:: RECORD EXCERPTS

use anyhow::Result;

fn main() -> Result<()> {
    let doc = members::members::openapi();
    let json = serde_json::to_string_pretty(&doc)?;
    println!("{json}");
    Ok(())
}
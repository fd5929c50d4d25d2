//! Accounts: credential hashing, storage and the register/login flows.

pub mod hasher;
pub mod repository;
pub mod service;
pub mod token;

pub use self::repository::{AccountRepository, MemoryAccounts, PgAccounts, RepositoryError};
pub use self::service::{AccountError, Accounts, Session};
pub use self::token::{OpaqueTokenIssuer, TokenError, TokenIssuer};

use std::fmt;
use uuid::Uuid;

/// A registered account. `password_hash` is the HMAC of the password keyed by `password_salt`.
#[derive(Clone, PartialEq, Eq)]
pub struct Account {
    pub id: Uuid,
    pub username: String,
    pub password_hash: Vec<u8>,
    pub password_salt: Vec<u8>,
}

impl Account {
    /// Build a new account for `username`, normalizing it.
    #[must_use]
    pub fn new(username: &str, password_hash: Vec<u8>, password_salt: Vec<u8>) -> Self {
        Self {
            id: Uuid::now_v7(),
            username: normalize_username(username),
            password_hash,
            password_salt,
        }
    }
}

impl fmt::Debug for Account {
    fn fmt(&self, f: &mut fmt::Formatter<'_>) -> fmt::Result {
        f.debug_struct("Account")
            .field("id", &self.id)
            .field("username", &self.username)
            .field("password_hash", &"***")
            .field("password_salt", &"***")
            .finish()
    }
}

/// Lowercase form of a username, used as the uniqueness and lookup key.
#[must_use]
pub fn normalize_username(username: &str) -> String {
    username.to_lowercase()
}
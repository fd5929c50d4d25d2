pub mod server;

use anyhow::Result;

#[derive(Debug)]
pub enum Action {
    Server(server::Args),
}

impl Action {
    /// Run the action to completion.
    /// # Errors
    /// Returns an error if the action fails
    pub async fn execute(self) -> Result<()> {
        match self {
            Self::Server(args) => server::execute(args).await,
        }
    }
}
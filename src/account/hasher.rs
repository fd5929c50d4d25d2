//! Salted HMAC-SHA-512 password hashing.
//!
//! The per-account salt is the HMAC key itself: `digest = HMAC-SHA-512(salt, password)`.
//! Verification recomputes the digest and compares it in fixed time.

use hmac::{Hmac, Mac};
use rand::{rngs::OsRng, RngCore};
use sha2::Sha512;

type HmacSha512 = Hmac<Sha512>;

/// Salt length in bytes, one SHA-512 block.
pub const SALT_LEN: usize = 128;

/// Digest length in bytes.
pub const DIGEST_LEN: usize = 64;

#[derive(Debug, thiserror::Error)]
pub enum HashError {
    #[error("malformed credential input: {0}")]
    MalformedInput(&'static str),
    #[error("failed to generate salt")]
    Entropy(#[from] rand::Error),
}

/// Hash a password under a freshly generated salt.
///
/// Returns `(digest, salt)`.
///
/// # Errors
/// Returns `HashError::Entropy` if the OS random number generator fails.
pub fn hash(password: &str) -> Result<(Vec<u8>, Vec<u8>), HashError> {
    let mut salt = vec![0u8; SALT_LEN];
    OsRng.try_fill_bytes(&mut salt)?;

    let digest = keyed(&salt, password)?.finalize().into_bytes().to_vec();

    Ok((digest, salt))
}

/// Check a password against a stored digest and salt.
///
/// A digest of the wrong length is a mismatch, not an error.
///
/// # Errors
/// Returns `HashError::MalformedInput` when the salt or digest is empty.
pub fn verify(password: &str, digest: &[u8], salt: &[u8]) -> Result<bool, HashError> {
    if salt.is_empty() {
        return Err(HashError::MalformedInput("missing salt"));
    }

    if digest.is_empty() {
        return Err(HashError::MalformedInput("empty digest"));
    }

    // verify_slice is constant time and rejects length mismatches
    Ok(keyed(salt, password)?.verify_slice(digest).is_ok())
}

fn keyed(salt: &[u8], password: &str) -> Result<HmacSha512, HashError> {
    let mut mac = HmacSha512::new_from_slice(salt)
        .map_err(|_| HashError::MalformedInput("invalid salt"))?;
    mac.update(password.as_bytes());
    Ok(mac)
}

::::

**TO DO**
Write each record out again exactly.

**ANSWER TO THIS PROBLEM**
use anyhow::Result;

fn main() -> Result<()> {
    let doc = members::members::openapi();
    let json = serde_json::to_string_pretty(&doc)?;
    println!("{json}");
    Ok(())
}
repository fd5929c50d4d25d2
//! Accounts: credential hashing, storage and the register/login flows.

pub mod hasher;
pub mod repository;
pub mod service;
pub mod token;

pub use self::repository::{AccountRepository, MemoryAccounts, PgAccounts, RepositoryError};
pub use self::service::{AccountError, Accounts, Session};
pub use self::token::{OpaqueTokenIssuer, TokenError, TokenIssuer};

use std::fmt;
use uuid::Uuid;

/// A registered account. `password_hash` is the HMAC of the password keyed by `password_salt`.
#[derive(Clone, PartialEq, Eq)]
pub struct Account {
    pub id: Uuid,
    pub username: String,
    pub password_hash: Vec<u8>,
    pub password_salt: Vec<u8>,
}

impl Account {
    /// Build a new account for `username`, normalizing it.
    #[must_use]
    pub fn new(username: &str, password_hash: Vec<u8>, password_salt: Vec<u8>) -> Self {
        Self {
            id: Uuid::now_v7(),
            username: normalize_username(username),
            password_hash,
            password_salt,
        }
    }
}

impl fmt::Debug for Account {
    fn fmt(&self, f: &mut fmt::Formatter<'_>) -> fmt::Result {
        f.debug_struct("Account")
            .field("id", &self.id)
            .field("username", &self.username)
            .field("password_hash", &"***")
            .field("password_salt", &"***")
            .finish()
    }
}

/// Lowercase form of a username, used as the uniqueness and lookup key.
#[must_use]
pub fn normalize_username(username: &str) -> String {
    username.to_lowercase()
}
repository fd5929c50d4d25d2
pub mod server;

use anyhow::Result;

#[derive(Debug)]
pub enum Action {
    Server(server::Args),
}

impl Action {
    /// Run the action to completion.
    /// # Errors
    /// Returns an error if the action fails
    pub async fn execute(self) -> Result<()> {
        match self {
            Self::Server(args) => server::execute(args).await,
        }
    }
}
filename src/account/hasher.rs
repository fd5929c50d4d25d2
//! Salted HMAC-SHA-512 password hashing.
//!
//! The per-account salt is the HMAC key itself: `digest = HMAC-SHA-512(salt, password)`.
//! Verification recomputes the digest and compares it in fixed time.

use hmac::{Hmac, Mac};
use rand::{rngs::OsRng, RngCore};
use sha2::Sha512;

type HmacSha512 = Hmac<Sha512>;

/// Salt length in bytes, one SHA-512 block.
pub const SALT_LEN: usize = 128;

/// Digest length in bytes.
pub const DIGEST_LEN: usize = 64;

#[derive(Debug, thiserror::Error)]
pub enum HashError {
    #[error("malformed credential input: {0}")]
    MalformedInput(&'static str),
    #[error("failed to generate salt")]
    Entropy(#[from] rand::Error),
}

/// Hash a password under a freshly generated salt.
///
/// Returns `(digest, salt)`.
///
/// # Errors
/// Returns `HashError::Entropy` if the OS random number generator fails.
pub fn hash(password: &str) -> Result<(Vec<u8>, Vec<u8>), HashError> {
    let mut salt = vec![0u8; SALT_LEN];
    OsRng.try_fill_bytes(&mut salt)?;

    let digest = keyed(&salt, password)?.finalize().into_bytes().to_vec();

    Ok((digest, salt))
}

/// Check a password against a stored digest and salt.
///
/// A digest of the wrong length is a mismatch, not an error.
///
/// # Errors
/// Returns `HashError::MalformedInput` when the salt or digest is empty.
pub fn verify(password: &str, digest: &[u8], salt: &[u8]) -> Result<bool, HashError> {
    if salt.is_empty() {
        return Err(HashError::MalformedInput("missing salt"));
    }

    if digest.is_empty() {
        return Err(HashError::MalformedInput("empty digest"));
    }

    // verify_slice is constant time and rejects length mismatches
    Ok(keyed(salt, password)?.verify_slice(digest).is_ok())
}

fn keyed(salt: &[u8], password: &str) -> Result<HmacSha512, HashError> {
    let mut mac = HmacSha512::new_from_slice(salt)
        .map_err(|_| HashError::MalformedInput("invalid salt"))?;
    mac.update(password.as_bytes());
    Ok(mac)
}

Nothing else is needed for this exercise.